During a performance of L'elisir d'amore by Donizetti at the Brooklyn Academy of Music on December 11, 1920, he suffered a throat haemorrhage and the performance was canceled at the end of Act 1. Following this incident, a clearly unwell Caruso gave only three more performances at the Met, the final one being as Eléazar in Halévy's La Juive, on 24 December 1920. By Christmas Day, the pain in his side was so excruciating that he was screaming. Dorothy summoned the hotel physician, who gave Caruso some morphine and codeine and called in another doctor, Evan M. Evans. Evans brought in three other doctors and Caruso finally received a correct diagnosis: purulent pleurisy and empyema.

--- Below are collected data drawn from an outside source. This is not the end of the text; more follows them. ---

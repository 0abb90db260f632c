use crate::{
    error::GatewayError,
    exchange::{
        AccountUpdate, ExchangeEvents, ExchangeSession, SubmitCallbacks, SubscriptionOptions,
    },
};
use apex_data::tick::{TickTop, TickTrade, TradeKind};
use apex_execution::order::{
    CloseReason, OrderFill, OrderParams, OrderState, OrderUpdate, TimeInForce,
};
use apex_instrument::{exchange::ExchangeId, Side};
use apex_integration::{
    error::code,
    event_loop::{EventLoop, EventLoopExt},
    reactor::Reactor,
    time::Time,
    RunMode,
};
use futures_util::{SinkExt, StreamExt};
use parking_lot::Mutex;
use serde_json::Value;
use std::{
    sync::{Arc, Weak},
    time::{Duration, Instant},
};
use tokio_tungstenite::{connect_async, tungstenite::Message as WsMessage};
use tracing::{debug, error, info, warn};

pub mod model;
pub mod signer;

use model::{
    BinanceAggTrade, BinanceBookTicker, BinanceExecutionReport, BinanceListenKey, BinanceOrderAck,
    BinanceRestError,
};

const CONNECTION_CHECK_INTERVAL: Duration = Duration::from_secs(1);
/// Venue-published rate limits make one subscribe request per interval the safe cadence.
const SUBSCRIBE_FLUSH_INTERVAL: Duration = Duration::from_millis(250);
const LISTEN_KEY_REFRESH_INTERVAL: Duration = Duration::from_secs(30 * 60);

/// Static venue configuration for one [`BinanceSession`].
#[derive(Debug, Clone)]
pub struct BinanceParams {
    pub api_key: String,
    pub api_secret: String,
    pub rest_endpoint: String,
    pub ws_endpoint: String,
    pub recv_window: u64,
}

impl Default for BinanceParams {
    fn default() -> Self {
        Self {
            api_key: String::new(),
            api_secret: String::new(),
            rest_endpoint: "https://api.binance.com".into(),
            ws_endpoint: "wss://stream.binance.com:9443".into(),
            recv_window: 5_000,
        }
    }
}

/// Connection lifecycle of the venue session.
#[derive(Debug, Copy, Clone, Eq, PartialEq)]
enum ConnState {
    Connecting,
    Connected,
    Resetting,
}

enum SubHandler {
    Trade(Box<dyn FnMut(TickTrade) + Send>),
    Top(Box<dyn FnMut(TickTop) + Send>),
}

struct Subscription {
    id: u32,
    /// Stream name, eg/ "btcusdt@aggTrade".
    channel: String,
    /// Whether the subscribe request has been sent on the current socket.
    requested: bool,
    handler: SubHandler,
}

#[derive(Default)]
struct BinanceState {
    conn_state: Option<ConnState>,
    subscriptions: Vec<Subscription>,
    next_sub_id: u32,
    md_ws_tx: Option<tokio::sync::mpsc::UnboundedSender<String>>,
    md_connecting: bool,
    user_ws_alive: bool,
    user_connecting: bool,
    listen_key: Option<String>,
    listen_key_requested: bool,
    listen_key_refreshed: Option<Instant>,
    next_paper_id: u64,
    started: bool,
    account_callback: Option<Box<dyn FnMut(&[AccountUpdate]) + Send>>,
}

Caruso's health deteriorated further during the new year, lapsing into a coma and nearly dying of heart failure at one point. He experienced episodes of intense pain because of the infection and underwent seven surgical procedures to drain fluid from his chest and lungs. He slowly began to improve and he returned to Naples in May 1921 to recuperate from the most serious of the operations, during which part of a rib had been removed. According to Dorothy Caruso, he seemed to be recovering, but allowed himself to be examined by an unhygienic local doctor, and his condition worsened dramatically after that. The Bastianelli brothers, eminent medical practitioners with a clinic in Rome, recommended that his left kidney be removed. He was on his way to Rome to see them but, while staying overnight in the Vesuvio Hotel in Naples, he took an alarming turn for the worse and was given morphine to help him sleep.
Caruso died at the hotel shortly after 9:00 a.m. local time, on 2 August 1921. He was 48. The Bastianellis attributed the likely cause of death to peritonitis arising from a burst subphrenic abscess. The King of Italy, Victor Emmanuel III, opened the Royal Basilica of the Church of San Francesco di Paola for Caruso's funeral, which was attended by thousands of people. His embalmed body was preserved in a glass sarcophagus at Del Pianto Cemetery in Naples for mourners to view. In 1929, Dorothy Caruso had his remains sealed permanently in an ornate stone tomb.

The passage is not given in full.